Secondo autori dello studio questi microrganismi hanno il potenziale per fornire una “riparazione biologica” del calcestruzzo e potrebbero essre usati come sistema di allerta precoce per prevenire danni alle strutture.

Un team di scienziati ha scoperto un tipo di batteri estremamente resistente che non solo ha dimostrato di poter sopravvivere all’interno del cemento, ma anche di prosperare nel materiale da costruzione, secondo un recente studio pubblicato sulla rivista mSystems. I risultati precedenti avevano già identificato i batteri che abitano il cemento, ma ora i ricercatori dell’Università del Delaware (USA) hanno rivelato come, nonostante sia un ambiente ”duro e secco” con un pH di 12,5, simile alla candeggina, le comunità batteriche possono sopravvivere, prosperare e cambiare nel tempo all’interno del cemento. Il team ha utilizzato 40 campioni di cemento cilindrico e dopo un follow-up regolare di due anni ha scoperto, mediante l’analisi del DNA, come i batteri più comuni all’interno fossero proteobatteri, firmicutes e actinobatteri. Gli esperti stimano che oltre il 50% di questi provenga da materie prime come ghiaia, sabbia o cemento. Hanno notato, inoltre, come la diversità batterica è diminuita nel tempo, sebbene in alcuni casi “possono nutrirsi dei cadaveri di altri microbi”.

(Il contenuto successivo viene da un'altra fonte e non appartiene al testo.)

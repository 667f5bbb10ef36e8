//! Search and suggestion handlers.

use super::QueryRequest;
use crate::api::AppState;
use crate::error::Result;
use crate::types::{Suggestion, TrackMetadata};
use axum::{Json, extract::State};

/// POST /search - Resolve a query to track metadata
#[utoipa::path(
    post,
    path = "/api/search",
    tag = "lookup",
    request_body = QueryRequest,
    responses(
        (status = 200, description = "Resolved track", body = TrackMetadata),
        (status = 400, description = "No query provided", body = crate::error::ApiError),
        (status = 404, description = "Nothing found", body = crate::error::ApiError),
        (status = 500, description = "Search failed", body = crate::error::ApiError)
    )
)]
pub async fn resolve_query(
    State(state): State<AppState>,
    Json(request): Json<QueryRequest>,
) -> Result<Json<TrackMetadata>> {
    let track = state.service.resolve(&request.query).await?;
    Ok(Json(track))
}

/// POST /suggestions - Up to five song-like results
///
/// Advisory: failures and empty queries return an empty list.
#[utoipa::path(
    post,
    path = "/api/suggestions",
    tag = "lookup",
    request_body = QueryRequest,
    responses(
        (status = 200, description = "Suggestions (possibly empty)", body = Vec<Suggestion>)
    )
)]
pub async fn suggest(
    State(state): State<AppState>,
    Json(request): Json<QueryRequest>,
) -> Json<Vec<Suggestion>> {
    Json(state.service.suggest(&request.query).await)
}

La ricerca è andata oltre e ha rivelato come i batteri all’interno del calcestruzzo potrebbero essere utilizzati per fornire un avviso tempestivo di reazioni alcali-silice difficili da scoprire, che degradano il calcestruzzo in presenza di umidità. Normalmente questo fenomeno è evidente quando si sono già formate crepe nelle strutture. In questo senso, gli autori ritengono che i batteri abbiano persino il potenziale per fornire una “riparazione biologica” del calcestruzzo, poiché alcuni microrganismi producono carbonato di calcio, una sostanza che può riempire crepe e pori nel materiale. “Per quanto ne sappiamo, i microbi non stanno danneggiando il cemento, afferma Maresca, osservando che effettivamente sperano in futuro di poterli utilizzare per prevenire crolli ed eseguire riparazioni in infrastrutture in calcestruzzo.